_WHAT NEEDS TO BE DONE:_
Look in the material below for the line with "use tokio_tungstenite::tungstenite::protocol::CloseFrame;" and the line with "let (ws_write, ws_read)", then set down exactly those two lines and all lines between, nothing more.

○ ○ ○ ○

//! WebSocket connector backed by tokio-tungstenite.

use async_trait::async_trait;
use futures_util::{future, SinkExt, StreamExt};
use tokio_tungstenite::tungstenite::protocol::frame::coding::CloseCode;
use tokio_tungstenite::tungstenite::protocol::CloseFrame;
use tokio_tungstenite::tungstenite::{Error as WsError, Message as WsMessage};
use tracing::debug;
use vmconsole_common::ConsoleError;

use super::{Connector, Endpoint, Frame, FrameSink, FrameStream, CLOSE_NO_STATUS};

/// Connects to the console proxy over `ws://` or `wss://`.
///
/// Ping/pong is handled inside tungstenite and never surfaces as a frame.
#[derive(Debug, Clone, Copy, Default)]
pub struct WsConnector;

#[async_trait]
impl Connector for WsConnector {
    async fn connect(&self, endpoint: &Endpoint) -> Result<(FrameSink, FrameStream), ConsoleError> {
        debug!(endpoint = %endpoint, "opening websocket");
        let (ws_stream, _response) = tokio_tungstenite::connect_async(endpoint.url())
            .await
            .map_err(map_connect_error)?;

        let (ws_write, ws_read) = ws_stream.split();

        let sink = ws_write
            .sink_map_err(|e| ConsoleError::TransportError(e.to_string()))
            .with(|frame: Frame| future::ready(Ok::<_, ConsoleError>(to_message(frame))));
        let stream = ws_read.filter_map(|msg| future::ready(from_message(msg)));

        Ok((Box::pin(sink), Box::pin(stream)))
    }
}

/// The proxy answers the upgrade with 401/403 when the token is wrong or the
/// operator may not open this console.
fn map_connect_error(err: WsError) -> ConsoleError {
    match err {
        WsError::Http(response) => {
            let status = response.status();
            if status.as_u16() == 401 || status.as_u16() == 403 {
                ConsoleError::AuthRejected(format!("proxy answered HTTP {}", status.as_u16()))
            } else {
                ConsoleError::TransportError(format!("proxy answered HTTP {}", status.as_u16()))
            }
        }
        other => ConsoleError::TransportError(other.to_string()),
    }
}

fn to_message(frame: Frame) -> WsMessage {
    match frame {
        Frame::Binary(bytes) => WsMessage::Binary(bytes.into()),
        Frame::Text(text) => WsMessage::Text(text.into()),
        Frame::Close { code, reason } => WsMessage::Close(Some(CloseFrame {
            code: CloseCode::from(code),
            reason: reason.into(),
        })),
    }
}

fn from_message(msg: Result<WsMessage, WsError>) -> Option<Result<Frame, ConsoleError>> {
    match msg {
        Ok(WsMessage::Binary(bytes)) => Some(Ok(Frame::Binary(bytes.to_vec()))),
        Ok(WsMessage::Text(text)) => Some(Ok(Frame::Text(text.to_string()))),
        Ok(WsMessage::Close(Some(close))) => Some(Ok(Frame::Close {
            code: u16::from(close.code),
            reason: close.reason.to_string(),
        })),
        Ok(WsMessage::Close(None)) => Some(Ok(Frame::Close {
            code: CLOSE_NO_STATUS,
            reason: String::new(),
        })),
        Ok(WsMessage::Ping(_)) | Ok(WsMessage::Pong(_)) | Ok(WsMessage::Frame(_)) => None,
        Err(WsError::ConnectionClosed) | Err(WsError::AlreadyClosed) => None,
        Err(e) => Some(Err(ConsoleError::TransportError(e.to_string()))),
    }
}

○ ○ ○ ○

_YOUR RESPONSE:_
use tokio_tungstenite::tungstenite::protocol::CloseFrame;
use tokio_tungstenite::tungstenite::{Error as WsError, Message as WsMessage};
use tracing::debug;
use vmconsole_common::ConsoleError;

use super::{Connector, Endpoint, Frame, FrameSink, FrameStream, CLOSE_NO_STATUS};

/// Connects to the console proxy over `ws://` or `wss://`.
///
/// Ping/pong is handled inside tungstenite and never surfaces as a frame.
#[derive(Debug, Clone, Copy, Default)]
pub struct WsConnector;

#[async_trait]
impl Connector for WsConnector {
    async fn connect(&self, endpoint: &Endpoint) -> Result<(FrameSink, FrameStream), ConsoleError> {
        debug!(endpoint = %endpoint, "opening websocket");
        let (ws_stream, _response) = tokio_tungstenite::connect_async(endpoint.url())
            .await
            .map_err(map_connect_error)?;

        let (ws_write, ws_read) = ws_stream.split();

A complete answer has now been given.